Top of EXCERPTED RECORDS

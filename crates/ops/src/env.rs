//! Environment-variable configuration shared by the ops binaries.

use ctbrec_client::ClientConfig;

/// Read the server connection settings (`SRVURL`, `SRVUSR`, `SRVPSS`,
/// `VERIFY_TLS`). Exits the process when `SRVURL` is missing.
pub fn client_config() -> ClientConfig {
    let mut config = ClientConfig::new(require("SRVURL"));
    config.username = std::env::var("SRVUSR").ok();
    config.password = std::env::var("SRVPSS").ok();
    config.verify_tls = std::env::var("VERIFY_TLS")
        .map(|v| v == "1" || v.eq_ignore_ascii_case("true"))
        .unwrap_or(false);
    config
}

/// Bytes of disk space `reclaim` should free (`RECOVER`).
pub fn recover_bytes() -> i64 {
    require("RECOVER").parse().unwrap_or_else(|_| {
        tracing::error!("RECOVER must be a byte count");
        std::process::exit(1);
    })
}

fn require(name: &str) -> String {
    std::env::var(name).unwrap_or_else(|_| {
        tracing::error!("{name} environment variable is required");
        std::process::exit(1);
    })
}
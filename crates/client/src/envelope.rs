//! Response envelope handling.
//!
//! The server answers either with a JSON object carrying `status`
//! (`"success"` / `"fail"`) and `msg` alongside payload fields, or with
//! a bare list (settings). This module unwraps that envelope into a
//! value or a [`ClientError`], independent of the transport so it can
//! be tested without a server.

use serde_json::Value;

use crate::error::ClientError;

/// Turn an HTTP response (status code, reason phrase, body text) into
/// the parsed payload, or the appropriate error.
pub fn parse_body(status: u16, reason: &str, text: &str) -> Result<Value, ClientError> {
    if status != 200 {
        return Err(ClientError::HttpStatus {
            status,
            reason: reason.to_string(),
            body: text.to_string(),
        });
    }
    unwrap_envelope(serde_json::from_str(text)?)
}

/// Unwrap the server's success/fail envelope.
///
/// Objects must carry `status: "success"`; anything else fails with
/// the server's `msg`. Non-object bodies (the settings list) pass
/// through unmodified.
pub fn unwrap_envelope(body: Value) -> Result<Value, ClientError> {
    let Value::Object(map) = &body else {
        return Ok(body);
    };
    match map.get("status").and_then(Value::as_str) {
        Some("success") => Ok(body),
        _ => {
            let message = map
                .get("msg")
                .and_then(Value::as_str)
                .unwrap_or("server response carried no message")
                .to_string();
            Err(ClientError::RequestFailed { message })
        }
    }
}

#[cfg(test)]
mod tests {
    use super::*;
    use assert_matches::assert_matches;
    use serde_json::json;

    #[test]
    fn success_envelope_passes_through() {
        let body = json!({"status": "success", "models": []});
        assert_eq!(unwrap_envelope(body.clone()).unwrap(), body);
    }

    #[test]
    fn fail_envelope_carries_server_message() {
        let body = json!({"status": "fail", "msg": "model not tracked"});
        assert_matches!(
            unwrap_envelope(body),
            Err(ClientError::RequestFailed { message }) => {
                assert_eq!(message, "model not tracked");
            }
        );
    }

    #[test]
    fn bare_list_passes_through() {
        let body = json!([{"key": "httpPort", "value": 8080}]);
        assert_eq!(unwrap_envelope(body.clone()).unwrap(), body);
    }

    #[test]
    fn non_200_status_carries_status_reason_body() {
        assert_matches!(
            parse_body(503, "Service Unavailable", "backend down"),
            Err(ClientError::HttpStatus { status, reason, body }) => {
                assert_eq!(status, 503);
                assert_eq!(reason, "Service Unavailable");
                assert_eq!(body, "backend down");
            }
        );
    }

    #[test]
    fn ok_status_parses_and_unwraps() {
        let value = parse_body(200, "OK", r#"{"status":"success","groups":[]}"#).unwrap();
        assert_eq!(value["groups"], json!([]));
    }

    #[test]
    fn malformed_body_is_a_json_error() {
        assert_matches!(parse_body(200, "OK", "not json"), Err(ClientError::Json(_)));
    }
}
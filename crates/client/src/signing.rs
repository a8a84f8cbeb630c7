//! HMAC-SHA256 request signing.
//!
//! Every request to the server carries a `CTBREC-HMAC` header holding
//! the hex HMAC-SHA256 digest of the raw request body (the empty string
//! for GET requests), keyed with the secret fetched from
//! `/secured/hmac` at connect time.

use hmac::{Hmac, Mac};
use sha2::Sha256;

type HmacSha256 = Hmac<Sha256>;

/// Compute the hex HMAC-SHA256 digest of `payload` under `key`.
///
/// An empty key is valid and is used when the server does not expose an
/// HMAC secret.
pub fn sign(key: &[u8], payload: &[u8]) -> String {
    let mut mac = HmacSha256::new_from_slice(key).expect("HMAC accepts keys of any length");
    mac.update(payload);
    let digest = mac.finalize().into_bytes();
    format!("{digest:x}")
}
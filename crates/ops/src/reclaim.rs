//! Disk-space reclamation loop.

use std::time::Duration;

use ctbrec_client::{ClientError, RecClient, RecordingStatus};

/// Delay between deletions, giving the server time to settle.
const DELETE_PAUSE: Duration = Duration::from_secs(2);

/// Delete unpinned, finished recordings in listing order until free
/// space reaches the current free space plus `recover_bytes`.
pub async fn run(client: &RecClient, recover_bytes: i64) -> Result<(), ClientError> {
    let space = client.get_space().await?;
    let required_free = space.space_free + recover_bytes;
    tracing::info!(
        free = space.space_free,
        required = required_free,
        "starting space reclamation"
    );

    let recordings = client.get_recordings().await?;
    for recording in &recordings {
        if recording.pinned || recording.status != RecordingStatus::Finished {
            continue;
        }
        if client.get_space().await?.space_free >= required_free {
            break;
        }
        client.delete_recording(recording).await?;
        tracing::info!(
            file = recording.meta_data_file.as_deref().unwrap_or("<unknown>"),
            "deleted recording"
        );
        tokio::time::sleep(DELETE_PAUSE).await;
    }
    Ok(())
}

Bottom of EXCERPTED RECORDS

REQUIRED WORK -
Output the records exactly, including every line.

RESULT OF THE EXERCISE -
filename crates/ops/src/env.rs
//! Environment-variable configuration shared by the ops binaries.

use ctbrec_client::ClientConfig;

/// Read the server connection settings (`SRVURL`, `SRVUSR`, `SRVPSS`,
/// `VERIFY_TLS`). Exits the process when `SRVURL` is missing.
pub fn client_config() -> ClientConfig {
    let mut config = ClientConfig::new(require("SRVURL"));
    config.username = std::env::var("SRVUSR").ok();
    config.password = std::env::var("SRVPSS").ok();
    config.verify_tls = std::env::var("VERIFY_TLS")
        .map(|v| v == "1" || v.eq_ignore_ascii_case("true"))
        .unwrap_or(false);
    config
}

/// Bytes of disk space `reclaim` should free (`RECOVER`).
pub fn recover_bytes() -> i64 {
    require("RECOVER").parse().unwrap_or_else(|_| {
        tracing::error!("RECOVER must be a byte count");
        std::process::exit(1);
    })
}

fn require(name: &str) -> String {
    std::env::var(name).unwrap_or_else(|_| {
        tracing::error!("{name} environment variable is required");
        std::process::exit(1);
    })
}
filename crates/client/src/envelope.rs
//! Response envelope handling.
//!
//! The server answers either with a JSON object carrying `status`
//! (`"success"` / `"fail"`) and `msg` alongside payload fields, or with
//! a bare list (settings). This module unwraps that envelope into a
//! value or a [`ClientError`], independent of the transport so it can
//! be tested without a server.

use serde_json::Value;

use crate::error::ClientError;

/// Turn an HTTP response (status code, reason phrase, body text) into
/// the parsed payload, or the appropriate error.
pub fn parse_body(status: u16, reason: &str, text: &str) -> Result<Value, ClientError> {
    if status != 200 {
        return Err(ClientError::HttpStatus {
            status,
            reason: reason.to_string(),
            body: text.to_string(),
        });
    }
    unwrap_envelope(serde_json::from_str(text)?)
}

/// Unwrap the server's success/fail envelope.
///
/// Objects must carry `status: "success"`; anything else fails with
/// the server's `msg`. Non-object bodies (the settings list) pass
/// through unmodified.
pub fn unwrap_envelope(body: Value) -> Result<Value, ClientError> {
    let Value::Object(map) = &body else {
        return Ok(body);
    };
    match map.get("status").and_then(Value::as_str) {
        Some("success") => Ok(body),
        _ => {
            let message = map
                .get("msg")
                .and_then(Value::as_str)
                .unwrap_or("server response carried no message")
                .to_string();
            Err(ClientError::RequestFailed { message })
        }
    }
}

#[cfg(test)]
mod tests {
    use super::*;
    use assert_matches::assert_matches;
    use serde_json::json;

    #[test]
    fn success_envelope_passes_through() {
        let body = json!({"status": "success", "models": []});
        assert_eq!(unwrap_envelope(body.clone()).unwrap(), body);
    }

    #[test]
    fn fail_envelope_carries_server_message() {
        let body = json!({"status": "fail", "msg": "model not tracked"});
        assert_matches!(
            unwrap_envelope(body),
            Err(ClientError::RequestFailed { message }) => {
                assert_eq!(message, "model not tracked");
            }
        );
    }

    #[test]
    fn bare_list_passes_through() {
        let body = json!([{"key": "httpPort", "value": 8080}]);
        assert_eq!(unwrap_envelope(body.clone()).unwrap(), body);
    }

    #[test]
    fn non_200_status_carries_status_reason_body() {
        assert_matches!(
            parse_body(503, "Service Unavailable", "backend down"),
            Err(ClientError::HttpStatus { status, reason, body }) => {
                assert_eq!(status, 503);
                assert_eq!(reason, "Service Unavailable");
                assert_eq!(body, "backend down");
            }
        );
    }

    #[test]
    fn ok_status_parses_and_unwraps() {
        let value = parse_body(200, "OK", r#"{"status":"success","groups":[]}"#).unwrap();
        assert_eq!(value["groups"], json!([]));
    }

    #[test]
    fn malformed_body_is_a_json_error() {
        assert_matches!(parse_body(200, "OK", "not json"), Err(ClientError::Json(_)));
    }
}
filename crates/client/src/signing.rs
repository a8a84f8cbeb630c7
//! HMAC-SHA256 request signing.
//!
//! Every request to the server carries a `CTBREC-HMAC` header holding
//! the hex HMAC-SHA256 digest of the raw request body (the empty string
//! for GET requests), keyed with the secret fetched from
//! `/secured/hmac` at connect time.

use hmac::{Hmac, Mac};
use sha2::Sha256;

type HmacSha256 = Hmac<Sha256>;

/// Compute the hex HMAC-SHA256 digest of `payload` under `key`.
///
/// An empty key is valid and is used when the server does not expose an
/// HMAC secret.
pub fn sign(key: &[u8], payload: &[u8]) -> String {
    let mut mac = HmacSha256::new_from_slice(key).expect("HMAC accepts keys of any length");
    mac.update(payload);
    let digest = mac.finalize().into_bytes();
    format!("{digest:x}")
}
filename crates/ops/src/reclaim.rs
//! Disk-space reclamation loop.

use std::time::Duration;

use ctbrec_client::{ClientError, RecClient, RecordingStatus};

/// Delay between deletions, giving the server time to settle.
const DELETE_PAUSE: Duration = Duration::from_secs(2);

/// Delete unpinned, finished recordings in listing order until free
/// space reaches the current free space plus `recover_bytes`.
pub async fn run(client: &RecClient, recover_bytes: i64) -> Result<(), ClientError> {
    let space = client.get_space().await?;
    let required_free = space.space_free + recover_bytes;
    tracing::info!(
        free = space.space_free,
        required = required_free,
        "starting space reclamation"
    );

    let recordings = client.get_recordings().await?;
    for recording in &recordings {
        if recording.pinned || recording.status != RecordingStatus::Finished {
            continue;
        }
        if client.get_space().await?.space_free >= required_free {
            break;
        }
        client.delete_recording(recording).await?;
        tracing::info!(
            file = recording.meta_data_file.as_deref().unwrap_or("<unknown>"),
            "deleted recording"
        );
        tokio::time::sleep(DELETE_PAUSE).await;
    }
    Ok(())
}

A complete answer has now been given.